*** Opening of Extracted data ***
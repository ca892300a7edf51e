//! Poll Scheduler
//!
//! A single engine-wide timer that sweeps every subscribed node with one
//! batched call per tick.

use crate::cache::metrics::EngineMetrics;
use crate::cache::registry::CacheRegistry;
use crate::error::Result;
use std::sync::Arc;
use std::time::Duration;
use tokio::task::JoinHandle;
use tokio::time::{Instant, MissedTickBehavior};
use tokio_util::sync::CancellationToken;
use tracing::{debug, info, trace};

/// Periodic sweep over all subscribed nodes
pub struct PollScheduler {
    registry: Arc<CacheRegistry>,
    interval: Duration,
    metrics: Arc<EngineMetrics>,
}

impl PollScheduler {
    pub fn new(registry: Arc<CacheRegistry>, interval: Duration, metrics: Arc<EngineMetrics>) -> Self {
        Self {
            registry,
            interval,
            metrics,
        }
    }

    pub fn interval(&self) -> Duration {
        self.interval
    }

    /// Sweep every subscribed node now
    ///
    /// Returns the number of nodes polled. Ticks with nothing subscribed
    /// make no call.
    pub async fn poll_now(&self, allow_delete: bool) -> Result<usize> {
        let nodes = self.registry.subscribed_node_ids();
        if nodes.is_empty() {
            trace!("No subscribed nodes, skipping poll");
            self.metrics.refresh.record_skipped_tick();
            return Ok(0);
        }

        self.registry.refresh_batch(&nodes, allow_delete).await?;
        Ok(nodes.len())
    }

    /// Run the timer until `shutdown` is cancelled
    ///
    /// The first sweep happens one interval after start.
    pub fn spawn(self: Arc<Self>, shutdown: CancellationToken) -> JoinHandle<()> {
        tokio::spawn(async move {
            info!(interval = ?self.interval, "Poll scheduler started");
            let mut ticker = tokio::time::interval_at(Instant::now() + self.interval, self.interval);
            ticker.set_missed_tick_behavior(MissedTickBehavior::Delay);

            loop {
                tokio::select! {
                    _ = shutdown.cancelled() => break,
                    _ = ticker.tick() => {
                        match self.poll_now(false).await {
                            Ok(0) => {}
                            Ok(polled) => debug!(polled, "Scheduled poll complete"),
                            // Already logged by the registry, the next tick retries
                            Err(e) => trace!(error = %e, "Scheduled poll failed"),
                        }
                    }
                }
            }

            info!("Poll scheduler stopped");
        })
    }
}
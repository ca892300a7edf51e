//! Signal Dispatcher
//!
//! Merges inbound signals into the cache one at a time and forwards
//! locally-originated signals to the peer roster.
//!
//! | Signal          | Cache effect                         | Follow-up                    |
//! |-----------------|--------------------------------------|------------------------------|
//! | ContentCreated  | seed or replace the content entry    | deferred confirmation fetch  |
//! | ContentUpdated  | seed or replace the content entry    | deferred confirmation fetch  |
//! | ContentDeleted  | none                                 |                              |
//! | LinksAdded      | add target to each source entry      | deferred confirmation fetch  |
//! | LinksRemoved    | remove target from each source entry | allow-delete sweep           |

use crate::cache::{CacheRegistry, EngineMetrics, PollScheduler, Subscription};
use crate::domain::{ActionRef, NodeContent, NodeId, PublicKey};
use crate::signal::events::{Signal, SignalKind};
use crate::transport::GraphClient;
use parking_lot::Mutex;
use std::sync::Arc;
use std::time::Duration;
use tokio::sync::broadcast;
use tokio::task::JoinHandle;
use tokio_util::sync::CancellationToken;
use tracing::{debug, info, warn};

/// Applies signals to the cache and forwards local ones to peers
pub struct SignalDispatcher {
    registry: Arc<CacheRegistry>,
    poller: Arc<PollScheduler>,
    client: GraphClient,
    peer_anchor: NodeId,
    confirmation_delay: Duration,
    metrics: Arc<EngineMetrics>,
    /// Keeps the roster anchor observed
    roster: Mutex<Option<Subscription>>,
    shutdown: CancellationToken,
}

impl SignalDispatcher {
    /// Create a dispatcher and start observing the peer roster anchor
    ///
    /// Must be called from within a tokio runtime.
    pub fn new(
        registry: Arc<CacheRegistry>,
        poller: Arc<PollScheduler>,
        client: GraphClient,
        peer_anchor: &str,
        confirmation_delay: Duration,
        metrics: Arc<EngineMetrics>,
        shutdown: CancellationToken,
    ) -> Self {
        let peer_anchor = NodeId::anchor(peer_anchor);
        let roster = registry.resolve(&peer_anchor).subscribe(|state| {
            if let Some(snapshot) = state.snapshot() {
                debug!(peers = snapshot.linked.len(), "Peer roster updated");
            }
        });

        Self {
            registry,
            poller,
            client,
            peer_anchor,
            confirmation_delay,
            metrics,
            roster: Mutex::new(Some(roster)),
            shutdown,
        }
    }

    /// Identities linked from the roster anchor, as last seen
    pub fn peers(&self) -> Vec<PublicKey> {
        let Some(entry) = self.registry.get(&self.peer_anchor) else {
            return Vec::new();
        };
        entry
            .state()
            .snapshot()
            .map(|snapshot| {
                snapshot
                    .linked
                    .iter()
                    .filter_map(|target| target.node_id.as_identity().cloned())
                    .collect()
            })
            .unwrap_or_default()
    }

    /// Stop observing the roster anchor
    pub fn release_roster(&self) {
        self.roster.lock().take();
    }

    // =========================================================================
    // Handling
    // =========================================================================

    /// Apply one signal, then forward it if it is local
    pub async fn handle(&self, signal: Signal) {
        debug!(kind = signal.kind.name(), origin = %signal.origin, "Handling signal");

        match &signal.kind {
            SignalKind::ContentCreated { thing } | SignalKind::ContentUpdated { thing, .. } => {
                self.registry
                    .resolve(&thing.node_id())
                    .apply_content_updated(NodeContent::Content(thing.clone()));
                self.schedule_confirmation(signal.kind.confirmation_refs());
            }
            SignalKind::ContentDeleted { id } => {
                // Reconciled by polling
                debug!(content = %id, "Content deleted upstream");
            }
            SignalKind::LinksAdded { links } => {
                for link in links {
                    if let Some(entry) = self.registry.get(&link.src) {
                        entry.apply_link_added(link.target());
                    }
                }
                self.schedule_confirmation(signal.kind.confirmation_refs());
            }
            SignalKind::LinksRemoved { links } => {
                for link in links {
                    if let Some(entry) = self.registry.get(&link.src) {
                        entry.apply_link_removed(&link.target());
                    }
                }
                if let Err(e) = self.poller.poll_now(true).await {
                    warn!(error = %e, "Allow-delete sweep after link removal failed");
                }
            }
        }
        self.metrics.signals.record_applied();

        if signal.is_local() {
            self.rebroadcast(&signal).await;
        }
    }

    async fn rebroadcast(&self, signal: &Signal) {
        let peers = self.peers();
        if peers.is_empty() {
            debug!(kind = signal.kind.name(), "No known peers, not forwarding");
            return;
        }

        match self.client.remote_signal(signal.to_remote(), peers).await {
            Ok(()) => self.metrics.signals.record_rebroadcast(),
            Err(e) => {
                self.metrics.signals.record_rebroadcast_failure();
                warn!(kind = signal.kind.name(), error = %e, "Failed to forward signal");
            }
        }
    }

    /// Fetch the given writes after the confirmation delay. Failures are
    /// only logged.
    fn schedule_confirmation(&self, refs: Vec<ActionRef>) {
        if refs.is_empty() {
            return;
        }

        let client = self.client.clone();
        let metrics = self.metrics.clone();
        let delay = self.confirmation_delay;
        let shutdown = self.shutdown.clone();

        tokio::spawn(async move {
            tokio::select! {
                _ = shutdown.cancelled() => {}
                _ = tokio::time::sleep(delay) => {
                    match client.get_records(&refs).await {
                        Ok(visible) => {
                            let missing = visible.iter().filter(|v| !**v).count();
                            if missing > 0 {
                                debug!(missing, "Writes not yet visible after confirmation delay");
                            }
                        }
                        Err(e) => {
                            metrics.signals.record_confirmation_failure();
                            warn!(error = %e, "Confirmation fetch failed");
                        }
                    }
                }
            }
        });
    }

    // =========================================================================
    // Receive Loop
    // =========================================================================

    /// Consume `signals` until the channel closes or `shutdown` is cancelled
    pub fn spawn(self: Arc<Self>, mut signals: broadcast::Receiver<Signal>) -> JoinHandle<()> {
        tokio::spawn(async move {
            info!("Signal dispatcher started");
            loop {
                tokio::select! {
                    _ = self.shutdown.cancelled() => break,
                    received = signals.recv() => match received {
                        Ok(signal) => self.handle(signal).await,
                        Err(broadcast::error::RecvError::Lagged(skipped)) => {
                            warn!(skipped, "Signal receiver lagged, sweeping with deletes");
                            self.metrics.signals.record_lagged(skipped);
                            if let Err(e) = self.poller.poll_now(true).await {
                                warn!(error = %e, "Recovery sweep failed");
                            }
                        }
                        Err(broadcast::error::RecvError::Closed) => {
                            info!("Signal channel closed");
                            break;
                        }
                    },
                }
            }
            info!("Signal dispatcher stopped");
        })
    }
}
*** Close of Extracted data ***
### Task details
Pull every line that holds the string "source" out of the records.

### Expected answer
//! | LinksAdded      | add target to each source entry      | deferred confirmation fetch  |
//! | LinksRemoved    | remove target from each source entry | allow-delete sweep           |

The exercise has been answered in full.